Hi Louise,
Chris Masterjohn, the author of the post, provided some interesting information and tried to make a balanced report. Unfortunately, he couldn't. For example, even a pedestrian like myself can find some big holes.
Dr. Mann's report found the Masai had much more, not equal, intimal wall thickening (a beginning stage of atherosclerosis) than the average American. "Measurements of the aorta showed extensive atherosclerosis with lipid infiltration and fibrous changes but very few complicated lesions. The coronary arteries showed intimal thickening by atherosclerosis which equaled that of old U.S. men."(1)
Another Masterjohn quote (one sentence): "Mann found the size of the lumen to increase rather than decrease with age because the size of the vessels more than compensated for intimal thickening, and found the degree of atherosclerosis to actually reverse itself during the ages of 12-30, when the Masai eat a strictly pure meat, blood and milk diet and are active warriors, which is also when their always-low cholesterol levels are at their lowest."
Masterjohn said that the atherosclerosis reversed itself, ages 12-30. But children aren't supposed to have atherosclerosis to reverse. A significant percentage of Masai children autopsies showed fibrosis, an advanced form of atherosclerosis. (Recall that Korean soldiers autopsied in the Korean war, were almost all clean of any atherosclerosis. The US soldiers typically had significant atherosclerosis.) Notice that Masterjohn's reasoning misses the very essential point, that Masai children already often have serious atherosclerosis. The "reverse" of atherosclerosis from age 12-30 is probably statistical variation, due to the luck of the draw, for who ended up on the autopsy table.

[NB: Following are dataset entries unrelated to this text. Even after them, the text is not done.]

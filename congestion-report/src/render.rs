//! One-page HTML report.
//!
//! Every interpolated value goes through [`html_escape`]; the page shows
//! either the error message or the full result, never a mix of both.

use crate::cycle::Outcome;
use congestion_core::Error;

const STYLE: &str = "body{font-family:system-ui;margin:2rem}\
code{background:#f6f6f6;padding:.15rem .35rem;border-radius:.25rem}\
.card{border:1px solid #e5e5e5;border-radius:.5rem;padding:1rem;max-width:680px}";

pub fn render_page(result: &Result<Outcome, Error>, log_name: &str) -> String {
    let body = match result {
        Err(e) => format!(
            "<p style=\"color:#c00\"><strong>Error:</strong> {}</p>",
            html_escape(&e.to_string())
        ),
        Ok(outcome) => render_card(outcome, log_name),
    };

    format!(
        "<!doctype html>\n<html lang=\"es\">\n<head>\n<meta charset=\"utf-8\">\n\
         <title>Vigo — Ruta más lenta</title>\n\
         <meta name=\"viewport\" content=\"width=device-width, initial-scale=1\">\n\
         <style>{STYLE}</style>\n</head>\n<body>\n<h1>Vigo — Ruta más lenta</h1>\n{body}\n</body>\n</html>\n"
    )
}

fn render_card(outcome: &Outcome, log_name: &str) -> String {
    let d = &outcome.report.display;
    format!(
        "<div class=\"card\">\n<h2>Resultado</h2>\n<p><strong>Ruta más lenta:</strong></p>\n<ul>\n\
         <li><strong>ID:</strong> {}</li>\n\
         <li><strong>Nombre:</strong> {}</li>\n\
         <li><strong>Métrica:</strong> {}</li>\n\
         </ul>\n<p><em>Registrado en</em> <code>{}</code>: {}</p>\n</div>",
        html_escape(&d.id),
        html_escape(&d.name),
        html_escape(&d.metric_clause),
        html_escape(log_name),
        html_escape(&outcome.report.log_line),
    )
}

pub fn html_escape(input: &str) -> String {
    let mut out = String::with_capacity(input.len());
    for ch in input.chars() {
        match ch {
            '&' => out.push_str("&amp;"),
            '<' => out.push_str("&lt;"),
            '>' => out.push_str("&gt;"),
            '"' => out.push_str("&quot;"),
            '\'' => out.push_str("&#039;"),
            _ => out.push(ch),
        }
    }
    out
}

#[cfg(test)]
mod tests {
    use super::*;
    use congestion_core::analyze;
    use serde_json::json;

    fn outcome(doc: serde_json::Value) -> Outcome {
        let report = analyze(&doc).unwrap();
        Outcome {
            entry: format!("[2025-01-01T00:00:00+01:00] {}", report.log_line),
            report,
        }
    }

    #[test]
    fn escapes_markup_characters() {
        assert_eq!(
            html_escape(r#"<a href="x">Tom & 'Jerry'</a>"#),
            "&lt;a href=&quot;x&quot;&gt;Tom &amp; &#039;Jerry&#039;&lt;/a&gt;"
        );
        assert_eq!(html_escape("Rúa"), "Rúa");
    }

    #[test]
    fn success_page_shows_all_fields() {
        let page = render_page(
            &Ok(outcome(json!([{"id": 2, "name": "B", "avg_speed": 12}]))),
            "log.txt",
        );
        assert!(page.starts_with("<!doctype html>"));
        assert!(page.contains("<li><strong>ID:</strong> 2</li>"));
        assert!(page.contains("<li><strong>Nombre:</strong> B</li>"));
        assert!(page.contains("velocidad = 12 (menor es más lenta)"));
        assert!(page.contains("<code>log.txt</code>: id=2 | name=B | speed=12"));
        assert!(!page.contains("Error:"));
    }

    #[test]
    fn duration_page_uses_duration_clause() {
        let page = render_page(
            &Ok(outcome(json!([{"id": "y", "ruta": "Bar", "duration": 90}]))),
            "log.txt",
        );
        assert!(page.contains("duración = 90 (mayor es más lenta)"));
    }

    #[test]
    fn hostile_names_are_escaped() {
        let page = render_page(
            &Ok(outcome(json!([{"id": "<b>", "name": "<script>alert(1)</script>", "speed": 1}]))),
            "log.txt",
        );
        assert!(!page.contains("<script>"));
        assert!(page.contains("&lt;script&gt;alert(1)&lt;/script&gt;"));
        assert!(page.contains("id=&lt;b&gt; | name=&lt;script&gt;"));
    }

    #[test]
    fn error_page_shows_only_the_message() {
        let page = render_page(&Err(Error::NoRecordsFound), "log.txt");
        assert!(page.contains(
            "<strong>Error:</strong> No se encontraron registros en la respuesta de la API."
        ));
        assert!(!page.contains("class=\"card\""));
    }

    #[test]
    fn error_messages_are_escaped() {
        let page = render_page(&Err(Error::Fetch("HTTP 500 al llamar a http://x/?a=1&b=<2>".into())), "log.txt");
        assert!(page.contains("http://x/?a=1&amp;b=&lt;2&gt;"));
    }
}
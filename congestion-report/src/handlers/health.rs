use crate::server::ReportState;
use axum::extract::State;
use axum::response::Json;
use serde_json::{Value, json};
use std::sync::Arc;

pub async fn health_check(State(state): State<Arc<ReportState>>) -> Json<Value> {
    let log_path = state.log.path();
    let meta = std::fs::metadata(log_path).ok();

    Json(json!({
        "status": "ok",
        "version": env!("CARGO_PKG_VERSION"),
        "source": state.source.describe(),
        "log": {
            "path": log_path.to_string_lossy(),
            "file_exists": meta.is_some(),
            "size_bytes": meta.as_ref().map(|m| m.len()),
        },
    }))
}
//! Append-only finding log.
//!
//! One line per successful report cycle:
//! `[2025-03-01T10:15:00+01:00] id=2 | name=B | speed=12`.
//!
//! The file is opened in append mode for every entry and held under an
//! exclusive advisory lock while the entry is written, so concurrent
//! processes never interleave partial lines. Existing content is never
//! read, truncated or rotated.
//!
//! Timestamps are wall-clock time in a fixed IANA zone (Europe/Madrid unless
//! configured otherwise), independent of the host's `TZ`.

use chrono::{DateTime, FixedOffset, SecondsFormat, Utc};
use chrono_tz::Tz;
use fs4::fs_std::FileExt;
use std::fs::{self, OpenOptions};
use std::io::{self, Write};
use std::path::{Path, PathBuf};
use tracing::{debug, info, warn};

pub const DEFAULT_ZONE: Tz = chrono_tz::Europe::Madrid;

#[derive(Debug, Clone)]
pub struct FindingLog {
    path: PathBuf,
    zone: Tz,
}

impl FindingLog {
    /// Prepare the log at `path`, creating parent directories.
    ///
    /// The file itself is created lazily by the first append.
    pub fn new(path: impl Into<PathBuf>) -> io::Result<Self> {
        let path = path.into();
        if let Some(parent) = path.parent()
            && !parent.as_os_str().is_empty()
        {
            fs::create_dir_all(parent)?;
        }
        info!(path = %path.display(), "Finding log ready");
        Ok(Self { path, zone: DEFAULT_ZONE })
    }

    /// Stamp entries in `zone` instead of [`DEFAULT_ZONE`].
    pub fn with_zone(mut self, zone: Tz) -> Self {
        self.zone = zone;
        self
    }

    pub fn path(&self) -> &Path {
        &self.path
    }

    pub fn zone(&self) -> Tz {
        self.zone
    }

    /// `at` as wall-clock time in the log's zone.
    pub fn stamp(&self, at: DateTime<Utc>) -> DateTime<FixedOffset> {
        at.with_timezone(&self.zone).fixed_offset()
    }

    /// Append `line` stamped with the current time. Returns the entry
    /// written, without its trailing newline.
    pub fn append(&self, line: &str) -> io::Result<String> {
        self.append_at(line, self.stamp(Utc::now()))
    }

    /// Append `line` stamped with `at`.
    pub fn append_at(&self, line: &str, at: DateTime<FixedOffset>) -> io::Result<String> {
        let entry = format_entry(line, &at);
        let mut buf = Vec::with_capacity(entry.len() + 1);
        buf.extend_from_slice(entry.as_bytes());
        buf.push(b'\n');

        let mut file = OpenOptions::new()
            .create(true)
            .append(true)
            .open(&self.path)?;

        FileExt::lock_exclusive(&file)?;
        let written = file.write_all(&buf).and_then(|()| file.flush());
        if let Err(e) = FileExt::unlock(&file) {
            // Closing the file below releases the lock anyway.
            warn!(path = %self.path.display(), error = %e, "Finding log unlock failed");
        }
        written?;

        debug!(path = %self.path.display(), "Finding appended");
        Ok(entry)
    }
}

/// `[<RFC 3339 timestamp with offset>] <line>`
pub fn format_entry(line: &str, at: &DateTime<FixedOffset>) -> String {
    format!("[{}] {}", at.to_rfc3339_opts(SecondsFormat::Secs, false), line)
}
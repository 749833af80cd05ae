//! Field extraction — maps one provider record to a [`NormalizedRoute`].
//!
//! Providers do not agree on field names, so every field is looked up
//! through a [`FieldProbe`]: a fixed, ordered list of candidate keys where
//! the first usable value wins and later keys are never consulted.

use serde_json::{Map, Number, Value};

/// One provider-supplied JSON object before normalization.
pub type RawRecord = Map<String, Value>;

/// Prefix of the synthesized name used when a record carries none.
pub const NAME_FALLBACK_PREFIX: &str = "ruta_";

/// An ordered list of candidate keys for one logical field.
#[derive(Debug, Clone, Copy)]
pub struct FieldProbe {
    keys: &'static [&'static str],
}

pub const ID_PROBE: FieldProbe = FieldProbe::new(&["id", "_id", "route_id", "id_ruta"]);

pub const NAME_PROBE: FieldProbe =
    FieldProbe::new(&["name", "ruta", "descripcion", "description"]);

pub const SPEED_PROBE: FieldProbe =
    FieldProbe::new(&["avg_speed", "velocidad_media", "vel_media", "speed", "media_speed"]);

pub const DURATION_PROBE: FieldProbe =
    FieldProbe::new(&["avg_duration", "duracion_media", "tiempo_medio", "duration", "duracion"]);

impl FieldProbe {
    pub const fn new(keys: &'static [&'static str]) -> Self {
        Self { keys }
    }

    pub fn keys(&self) -> &'static [&'static str] {
        self.keys
    }

    /// First value that is present and not `null`.
    pub fn first_present<'a>(&self, record: &'a RawRecord) -> Option<&'a Value> {
        self.keys
            .iter()
            .filter_map(|k| record.get(*k))
            .find(|v| !v.is_null())
    }

    /// First value that is present and numeric, coerced to `f64`.
    ///
    /// Keys holding non-numeric values are skipped, not treated as a miss.
    pub fn first_numeric(&self, record: &RawRecord) -> Option<f64> {
        self.keys
            .iter()
            .filter_map(|k| record.get(*k))
            .find_map(numeric_value)
    }
}

/// Schema-stable representation of one route.
#[derive(Debug, Clone, PartialEq)]
pub struct NormalizedRoute {
    pub id: Option<String>,
    pub name: String,
    pub speed: Option<f64>,
    pub duration: Option<f64>,
}

impl NormalizedRoute {
    /// The id as it appears in the log line; an absent id renders empty.
    pub fn id_str(&self) -> &str {
        self.id.as_deref().unwrap_or("")
    }
}

/// Normalize one record. Never fails: missing fields fall back to `None`
/// or, for the name, to `ruta_<id>`.
pub fn extract(record: &RawRecord) -> NormalizedRoute {
    let id = ID_PROBE.first_present(record).map(string_form);
    let name = match NAME_PROBE.first_present(record) {
        Some(v) => string_form(v),
        None => format!("{NAME_FALLBACK_PREFIX}{}", id.as_deref().unwrap_or("")),
    };

    NormalizedRoute {
        id,
        name,
        speed: SPEED_PROBE.first_numeric(record),
        duration: DURATION_PROBE.first_numeric(record),
    }
}

/// Numbers, and strings that read as a decimal number once surrounding
/// whitespace is removed.
pub fn numeric_value(value: &Value) -> Option<f64> {
    match value {
        Value::Number(n) => n.as_f64(),
        Value::String(s) => parse_numeric_str(s),
        _ => None,
    }
}

fn parse_numeric_str(s: &str) -> Option<f64> {
    let t = s.trim_matches(|c: char| matches!(c, ' ' | '\t' | '\n' | '\r' | '\x0B' | '\x0C'));
    if t.is_empty() {
        return None;
    }
    // `f64::from_str` also accepts "inf" and "NaN", which are not numbers here.
    if !t
        .bytes()
        .all(|b| b.is_ascii_digit() || matches!(b, b'+' | b'-' | b'.' | b'e' | b'E'))
    {
        return None;
    }
    t.parse::<f64>().ok()
}

/// Textual form of an id or name value.
pub fn string_form(value: &Value) -> String {
    match value {
        Value::Null => String::new(),
        Value::String(s) => s.clone(),
        Value::Bool(true) => "1".into(),
        Value::Bool(false) => String::new(),
        Value::Number(n) => number_form(n),
        other => other.to_string(),
    }
}

fn number_form(n: &Number) -> String {
    if let Some(i) = n.as_i64() {
        i.to_string()
    } else if let Some(u) = n.as_u64() {
        u.to_string()
    } else {
        n.as_f64().map(format_metric).unwrap_or_else(|| n.to_string())
    }
}

/// Default float formatting, no rounding: `12.0` → `12`, `12.5` → `12.5`.
pub fn format_metric(value: f64) -> String {
    value.to_string()
}

#[cfg(test)]
mod tests {
    use super::*;
    use serde_json::json;

    fn rec(v: Value) -> RawRecord {
        match v {
            Value::Object(m) => m,
            _ => panic!("test record must be an object"),
        }
    }

    #[test]
    fn id_follows_key_priority() {
        let r = extract(&rec(json!({"id_ruta": "d", "_id": "b", "route_id": "c"})));
        assert_eq!(r.id.as_deref(), Some("b"));
    }

    #[test]
    fn route_id_beats_id_ruta() {
        let r = extract(&rec(json!({"id_ruta": "d", "route_id": "c"})));
        assert_eq!(r.id.as_deref(), Some("c"));
    }

    #[test]
    fn null_id_is_skipped_in_favor_of_next_key() {
        let r = extract(&rec(json!({"id": null, "_id": 7})));
        assert_eq!(r.id.as_deref(), Some("7"));
    }

    #[test]
    fn missing_id_is_none() {
        let r = extract(&rec(json!({"name": "A"})));
        assert!(r.id.is_none());
        assert_eq!(r.id_str(), "");
    }

    #[test]
    fn name_falls_back_to_ruta_prefix_with_id() {
        let r = extract(&rec(json!({"id": 42})));
        assert_eq!(r.name, "ruta_42");
    }

    #[test]
    fn name_fallback_survives_missing_id() {
        let r = extract(&rec(json!({})));
        assert_eq!(r.name, "ruta_");
    }

    #[test]
    fn name_prefers_earliest_key_even_when_empty() {
        let r = extract(&rec(json!({"name": "", "ruta": "Foo"})));
        assert_eq!(r.name, "");
    }

    #[test]
    fn ruta_beats_descripcion() {
        let r = extract(&rec(json!({"descripcion": "Gran Vía", "ruta": "R-7", "description": "Main"})));
        assert_eq!(r.name, "R-7");
    }

    #[test]
    fn spanish_name_keys_are_recognized() {
        let r = extract(&rec(json!({"descripcion": "Gran Vía", "description": "Main"})));
        assert_eq!(r.name, "Gran Vía");
    }

    #[test]
    fn speed_takes_first_matching_key_only() {
        let r = extract(&rec(json!({"speed": 99, "vel_media": 15, "avg_speed": null})));
        assert_eq!(r.speed, Some(15.0));
    }

    #[test]
    fn non_numeric_speed_key_is_skipped() {
        let r = extract(&rec(json!({"avg_speed": "n/a", "velocidad_media": "23.5"})));
        assert_eq!(r.speed, Some(23.5));
    }

    #[test]
    fn speed_and_duration_are_independent() {
        let r = extract(&rec(json!({"tiempo_medio": "30", "duracion": 45})));
        assert_eq!(r.speed, None);
        assert_eq!(r.duration, Some(30.0));
    }

    #[test]
    fn numeric_value_accepts_numbers_and_numeric_strings() {
        assert_eq!(numeric_value(&json!(12)), Some(12.0));
        assert_eq!(numeric_value(&json!(-3.25)), Some(-3.25));
        assert_eq!(numeric_value(&json!(" 7 ")), Some(7.0));
        assert_eq!(numeric_value(&json!("1e3")), Some(1000.0));
        assert_eq!(numeric_value(&json!(".5")), Some(0.5));
        assert_eq!(numeric_value(&json!("+4")), Some(4.0));
    }

    #[test]
    fn numeric_value_rejects_everything_else() {
        assert_eq!(numeric_value(&json!("")), None);
        assert_eq!(numeric_value(&json!("abc")), None);
        assert_eq!(numeric_value(&json!("inf")), None);
        assert_eq!(numeric_value(&json!("NaN")), None);
        assert_eq!(numeric_value(&json!("0x1A")), None);
        assert_eq!(numeric_value(&json!("12 km/h")), None);
        assert_eq!(numeric_value(&json!(true)), None);
        assert_eq!(numeric_value(&json!([1])), None);
        assert_eq!(numeric_value(&json!({"v": 1})), None);
        assert_eq!(numeric_value(&Value::Null), None);
    }

    #[test]
    fn string_form_of_scalars() {
        assert_eq!(string_form(&json!("x")), "x");
        assert_eq!(string_form(&json!(1)), "1");
        assert_eq!(string_form(&json!(12.0)), "12");
        assert_eq!(string_form(&json!(1.5)), "1.5");
        assert_eq!(string_form(&json!(true)), "1");
        assert_eq!(string_form(&json!(false)), "");
    }

    #[test]
    fn format_metric_has_no_trailing_zero_or_rounding() {
        assert_eq!(format_metric(12.0), "12");
        assert_eq!(format_metric(12.5), "12.5");
        assert_eq!(format_metric(0.1 + 0.2), "0.30000000000000004");
    }

    #[test]
    fn key_lists_expose_their_order() {
        assert_eq!(SPEED_PROBE.keys()[0], "avg_speed");
        assert_eq!(DURATION_PROBE.keys().last(), Some(&"duracion"));
    }
}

Masterjohn speculates the worse results that Dr. Mann reported (compared to Bruce Taylor's earlier study), might be due to "The old and the young Masai do have some access to such processed staples as flour, sugar, confections and shortenings through the Indian dukas scattered about Masailand." This leads to a rediculous conclusion. Note that we Americans, on the SAD (Standard American Diet), have many many times more white flour, sugar, etc, than the Masai. But we have less atheroslcerosis than the Masai. That suggests that the SAD is protective for atherosclerosis, compared to the Masai diet. If someone wants to emulate the Masai for the artery health first reported by Bruce Taylor, you must NEVER break the diet with any carbs, especially flour or sugar. Also, be very lean (rippled abs) and very fit. Any failure or deviation from this, and your arteries will be worse than the average Americans.
What in this discussion make anyone want to emulate the Masai diet? Whatever the Masai do, we do not want to do the same.
Chris Masterjohn has obviously taken a lot of time to very carefully prepare this discussion. Unfortunately, his goal is obviously to defend a high fat diet, not to see where the data leads. Chris' severe bias clouds his vision.